A few things profile is not in v0.8:

  • It is not a query optimizer. There is no cost model yet; estimatedRows is null.
  • It does not sandbox writes. Mutating queries mutate.
  • It does not page or sample. The full plan and metrics ride on a single response.
  • dbHits is reserved, not measured. v0.8 reports 0 rather than a fabricated number.

That last one matters more than it sounds. A diagnostic surface that quietly invents a metric is worse than one that admits the metric is not implemented.

A short word on bindings

v0.8 also includes bulk-buffer changes in the Node, WASM, Go, and FFI bindings. Bulk reads now return a single contiguous binary buffer that the host language decodes locally, instead of crossing the FFI boundary row-by-row. Microbenchmarks show roughly 2–4× faster reads for queries that return many rows.

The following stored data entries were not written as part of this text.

pub struct GreenhouseOptions<'a> {
    pub assets: Option<&'a [(&'a str, &'a str)]>, // 模板文件，编译期嵌入（template_assets!）
    pub assets_path: Option<&'a str>,             // 模板目录，从文件系统中预加载
    pub base_dir: Option<String>,                 // 数据中缺少 self.dir 时使用的 include 基准目录
    pub escape_html: bool,                        // 变量输出是否做 HTML 转义
}

impl<'a> GreenhouseOptions<'a> {
    pub fn new() -> Self {
        GreenhouseOptions {
            assets: None,
            assets_path: None,
            base_dir: None,
            escape_html: true,
        }
    }

    pub fn assets(mut self, assets: &'a [(&'a str, &'a str)]) -> Self {
        self.assets = Some(assets);
        self
    }

    pub fn assets_path(mut self, assets_path: &'a str) -> Self {
        self.assets_path = Some(assets_path);
        self
    }

    pub fn base_dir(mut self, base_dir: impl Into<String>) -> Self {
        self.base_dir = Some(base_dir.into());
        self
    }

    pub fn escape_html(mut self, escape_html: bool) -> Self {
        self.escape_html = escape_html;
        self
    }

    /// 是否需要预加载到内存
    pub(crate) fn preloads(&self) -> bool {
        self.assets.is_some() || self.assets_path.is_some()
    }
}

impl Default for GreenhouseOptions<'_> {
    fn default() -> Self {
        Self::new()
    }
}
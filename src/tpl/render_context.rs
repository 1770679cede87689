use crate::tpl::path;
use crate::value::Value;
use std::borrow::Cow;
use std::collections::HashSet;

/// 一次顶层渲染中已经展开过的 include 路径，嵌套 include 共享同一集合
pub type IncludeSet = HashSet<String>;

/// 渲染帧：当前模板源文本、输出片段以及已输出到的位置。
///
/// `data` 与 include 集合按引用贯穿整棵渲染树（包括嵌套 include），
/// 因此循环变量与 `set` 写入对后续标签可见。hook 以该帧作为接收者。
pub struct Frame<'a> {
    source: &'a str,
    data: &'a mut Value,
    visited: &'a mut IncludeSet,
    pieces: Vec<Cow<'a, str>>,
    cursor: usize,
}

impl<'a> Frame<'a> {
    pub fn new(source: &'a str, data: &'a mut Value, visited: &'a mut IncludeSet) -> Self {
        Self {
            source,
            data,
            visited,
            pieces: Vec::new(),
            cursor: 0,
        }
    }

    /// 为嵌套模板创建新帧，共享 data 与 include 集合
    pub(crate) fn child<'b>(&'b mut self, source: &'b str) -> Frame<'b> {
        Frame::new(source, &mut *self.data, &mut *self.visited)
    }

    pub fn source(&self) -> &'a str {
        self.source
    }

    pub fn data(&self) -> &Value {
        self.data
    }

    pub fn data_mut(&mut self) -> &mut Value {
        self.data
    }

    pub fn lookup(&self, path: &str) -> Option<&Value> {
        path::read(path, self.data)
    }

    pub fn assign(&mut self, path: &str, value: impl Into<Value>) {
        path::write(path, value.into(), self.data);
    }

    /// 追加一段输出
    pub fn push(&mut self, fragment: impl Into<String>) {
        let fragment = fragment.into();
        if !fragment.is_empty() {
            self.pieces.push(Cow::Owned(fragment));
        }
    }

    pub fn visited(&self) -> &IncludeSet {
        self.visited
    }

    pub(crate) fn visited_mut(&mut self) -> &mut IncludeSet {
        self.visited
    }

    /// 将游标到 `pos` 之间的原文原样输出
    pub(crate) fn flush_to(&mut self, pos: usize) {
        if pos > self.cursor {
            let source = self.source;
            self.pieces.push(Cow::Borrowed(&source[self.cursor..pos]));
            self.cursor = pos;
        }
    }

    /// 跳过 `pos` 之前尚未输出的原文（标签语法、未选中的分支）
    pub(crate) fn seek(&mut self, pos: usize) {
        self.cursor = pos;
    }

    pub(crate) fn finish(mut self) -> String {
        self.flush_to(self.source.len());
        self.pieces.concat()
    }
}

That work shipped quietly because it doesn't change any API. The binding signatures are the same; the wire is just narrower. If your code calls execute and reads many rows, you should see it without doing anything.

How v0.8 fits the journey

v0.5 made the engine stream. v0.6 made persistence feel like a system. v0.7 was a process release.

v0.8 closes a different gap: the engine has been streaming and persisting for two releases without giving callers a way to see what it actually did. explain and profile make the planner and the executor observable from every surface that runs a query.

The next steps follow from there. Per-operator dbHits, an actual cost model, plan-stability assertions for tests, and an HTTP params field on /query are all natural extensions of the same shape.

v0.8 is the release where LoraDB stops being a black box at the query boundary.